Fiduciary advocates maintain these issues would not prevent broker-dealers from charging commissions or limit the sale of proprietary products. The House-Senate compromise bill allows agents and brokers to work within the jurisdiction of their companies and does not require them to go outside of those products. Under the fiduciary standard of the compromise bill, the client’s best interest will not force an agent to sell a product from outside his or her company. Charging a commission or offering a limited variety of products will not necessarily violate the new standard, if new rules are established. Under the legislation, the fiduciary standard would apply only at the time services and investment advice is provided, and would not impose a continuing duty of care unless another transaction occurs. This represents a liberal interpretation of the fiduciary standard that limits the scope of engagement to a transaction rather than that inferred within an ongoing client-advisor relationship.
With passage of the financial reform bill, a great deal of leadership will be needed from the SEC to provide clarity on what the fiduciary standard means and how it will be applied to interactions between clients and advisors. Additionally, clarifying what best means when requiring the financial advisor, under the fiduciary standard, to act in the best interest of the buyer, must be spelled out. It has never been clearly defined. The requirement to provide the best advice and recommendations may likely result in additional litigation and compliance risks unless this issue is made clear. Most certainly, compliance and legal departments at financial institutions will be very busy, and sales practices and disclosure rules and requirements will be carefully scrutinized and revised based on the final legislation and SEC interpretation.
This legislation could potentially change the nature of providing financial advice. Everyone who provides investment advice to retail customers will have to act in the client’s best interest and disclose conflicts of interest, leveling the playing field between investment advisors and broker-dealers. This may affect, for example, the way variable annuities are sold, where more detailed and transparent disclosure of commissions, surrender fees and other ongoing fees will be required.
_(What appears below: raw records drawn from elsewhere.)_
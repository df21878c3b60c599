//! Append-only game event log.
//!
//! The orchestrator reports every turn start, raw provider answer,
//! applied move, failure and game end here. How events are shown is up
//! to the sink.

use crate::failure::Failure;
use crate::types::{Side, TerminalReason};
use chrono::{DateTime, Utc};
use derive_getters::Getters;
use serde::{Deserialize, Serialize};
use std::sync::{Mutex, PoisonError};
use tokio::sync::mpsc;
use tracing::{info, warn};

/// What happened.
#[derive(Debug, Clone, PartialEq, Serialize, Deserialize)]
#[serde(tag = "event", rename_all = "snake_case")]
pub enum EventKind {
    /// A new session began.
    SessionStarted {
        /// White's provider name.
        white: String,
        /// Black's provider name.
        black: String,
    },
    /// A provider was asked for a move.
    TurnStarted {
        /// Side to move.
        side: Side,
        /// Provider name.
        provider: String,
    },
    /// Raw text returned by a remote provider.
    RawResponse {
        /// Side the answer is for.
        side: Side,
        /// Unparsed text.
        text: String,
    },
    /// A provider proposed a move, not yet validated.
    MoveProposed {
        /// Side the proposal is for.
        side: Side,
        /// Coordinate form.
        uci: String,
    },
    /// A move was committed.
    MoveApplied {
        /// Side that moved.
        side: Side,
        /// SAN of the move.
        notation: String,
        /// Coordinate form.
        uci: String,
        /// Provider's explanation.
        rationale: String,
    },
    /// The turn failed and the session halted.
    Failure {
        /// Side whose turn failed.
        side: Side,
        /// Classified failure.
        failure: Failure,
    },
    /// The game reached a terminal position.
    Terminal {
        /// Why the game ended.
        reason: TerminalReason,
    },
    /// The session was aborted from outside.
    Aborted,
}

/// Timestamped event.
#[derive(Debug, Clone, PartialEq, Getters, Serialize, Deserialize)]
pub struct GameEvent {
    /// When it was recorded.
    at: DateTime<Utc>,
    /// What happened.
    #[serde(flatten)]
    kind: EventKind,
}

impl GameEvent {
    /// Stamps `kind` with the current time.
    pub fn now(kind: EventKind) -> Self {
        Self {
            at: Utc::now(),
            kind,
        }
    }

    /// One-line rendering for logs.
    pub fn summary(&self) -> String {
        match &self.kind {
            EventKind::SessionStarted { white, black } => {
                format!("Game started: {white} (White) vs {black} (Black)")
            }
            EventKind::TurnStarted { side, provider } => {
                format!("{side} AI ({provider}) is thinking...")
            }
            EventKind::RawResponse { side, text } => format!("{side} raw response: {text}"),
            EventKind::MoveProposed { side, uci } => format!("{side} proposed {uci}"),
            EventKind::MoveApplied {
                side,
                notation,
                rationale,
                ..
            } => format!("{side} moved: {notation} (reason: {rationale})"),
            EventKind::Failure { side, failure } => {
                format!("{side} move failed, game halted: {failure}")
            }
            EventKind::Terminal { reason } => format!("Game over: {reason}"),
            EventKind::Aborted => "Game aborted".to_string(),
        }
    }
}

/// Receives game events.
pub trait EventSink: Send + Sync {
    /// Appends `event`.
    fn emit(&self, event: GameEvent);

    /// Stamps and appends `kind`.
    fn record(&self, kind: EventKind) {
        self.emit(GameEvent::now(kind));
    }
}

/// Writes events to the tracing subscriber.
#[derive(Debug, Clone, Copy, Default)]
pub struct TracingSink;

impl EventSink for TracingSink {
    fn emit(&self, event: GameEvent) {
        match event.kind() {
            EventKind::Failure { .. } => warn!(at = %event.at(), "{}", event.summary()),
            _ => info!(at = %event.at(), "{}", event.summary()),
        }
    }
}

/// Forwards events over an unbounded channel.
#[derive(Debug, Clone)]
pub struct ChannelSink {
    tx: mpsc::UnboundedSender<GameEvent>,
}

impl ChannelSink {
    /// Creates a sink and the receiver that drains it.
    pub fn new() -> (Self, mpsc::UnboundedReceiver<GameEvent>) {
        let (tx, rx) = mpsc::unbounded_channel();
        (Self { tx }, rx)
    }
}

impl EventSink for ChannelSink {
    fn emit(&self, event: GameEvent) {
        if self.tx.send(event).is_err() {
            warn!("Event receiver dropped; event discarded");
        }
    }
}

/// Keeps every event in memory.
#[derive(Debug, Default)]
pub struct MemorySink {
    events: Mutex<Vec<GameEvent>>,
}

impl MemorySink {
    /// Creates an empty log.
    pub fn new() -> Self {
        Self::default()
    }

    /// Copies of all events so far, oldest first.
    pub fn events(&self) -> Vec<GameEvent> {
        self.events
            .lock()
            .unwrap_or_else(PoisonError::into_inner)
            .clone()
    }

    /// Just the kinds, oldest first.
    pub fn kinds(&self) -> Vec<EventKind> {
        self.events().into_iter().map(|e| e.kind).collect()
    }
}

impl EventSink for MemorySink {
    fn emit(&self, event: GameEvent) {
        self.events
            .lock()
            .unwrap_or_else(PoisonError::into_inner)
            .push(event);
    }
}
//! Provider that plays a uniformly random legal move.

use super::{MoveProvider, TurnContext};
use crate::events::EventSink;
use crate::failure::Failure;
use crate::types::MoveProposal;
use rand::rngs::StdRng;
use rand::seq::SliceRandom;
use rand::{RngCore, SeedableRng};
use std::sync::{Mutex, PoisonError};
use std::time::Duration;
use tracing::{debug, instrument};

/// Rationale attached to every random move.
pub const RANDOM_RATIONALE: &str = "Chose a random legal move.";

/// Picks uniformly among the legal moves after a short thinking pause.
///
/// The pause only makes play perceptible; it has no bearing on the move.
pub struct RandomProvider {
    name: String,
    think_time: Duration,
    rng: Mutex<Box<dyn RngCore + Send>>,
}

impl RandomProvider {
    /// Creates a random provider seeded from the OS.
    #[instrument]
    pub fn new(think_time: Duration) -> Self {
        Self::with_rng(think_time, StdRng::from_entropy())
    }

    /// Creates a random provider drawing from `rng`.
    pub fn with_rng(think_time: Duration, rng: impl RngCore + Send + 'static) -> Self {
        Self {
            name: "Random".to_string(),
            think_time,
            rng: Mutex::new(Box::new(rng)),
        }
    }
}

impl std::fmt::Debug for RandomProvider {
    fn fmt(&self, f: &mut std::fmt::Formatter<'_>) -> std::fmt::Result {
        f.debug_struct("RandomProvider")
            .field("name", &self.name)
            .field("think_time", &self.think_time)
            .finish_non_exhaustive()
    }
}

#[async_trait::async_trait]
impl MoveProvider for RandomProvider {
    #[instrument(skip(self, turn, _events), fields(side = %turn.side()))]
    async fn propose_move(
        &self,
        turn: &TurnContext,
        _events: &dyn EventSink,
    ) -> Result<MoveProposal, Failure> {
        tokio::time::sleep(self.think_time).await;

        let choice = {
            let mut rng = self.rng.lock().unwrap_or_else(PoisonError::into_inner);
            turn.legal_moves().choose(&mut *rng).cloned()
        };

        let uci = choice.ok_or_else(Failure::no_legal_moves)?;
        debug!(uci = %uci, candidates = turn.legal_moves().len(), "Random move chosen");
        Ok(MoveProposal::new(uci, RANDOM_RATIONALE.to_string()))
    }

    fn name(&self) -> &str {
        &self.name
    }
}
It may require that a client acknowledge that the fees, commissions and product features have been explained and are understood.
Other notable reform components
In other developments affecting insurance advisors, the current state-based insurance regulatory system will remain virtually intact. An amendment to the bill would retain state regulation of equity-indexed annuities rather than the SEC, which made a bid to regulate them as securities rather than as insurance products. A provision contained in the legislation settles the matter, barring the SEC from oversight. The bill also creates a new Federal Insurance Office within the Treasury Department to monitor insurers, and requires a study that will recommend ways to further overhaul regulation of the industry.
Although we have passage of this law, we are a long way from having clarity on its impact and significance on financial advisors. You should become familiar with and incorporate these higher standards of care, regardless of the outcome of the SEC study, and follow developments in this important legislation in the coming months. See this as an opportunity to reinforce trust and loyalty in your client relationships. It makes good business sense.
Glenn E. Stevick Jr. CLU, ChFC, LUTCF, is Assistant Professor of Insurance at The American College in Bryn Mawr, Pa.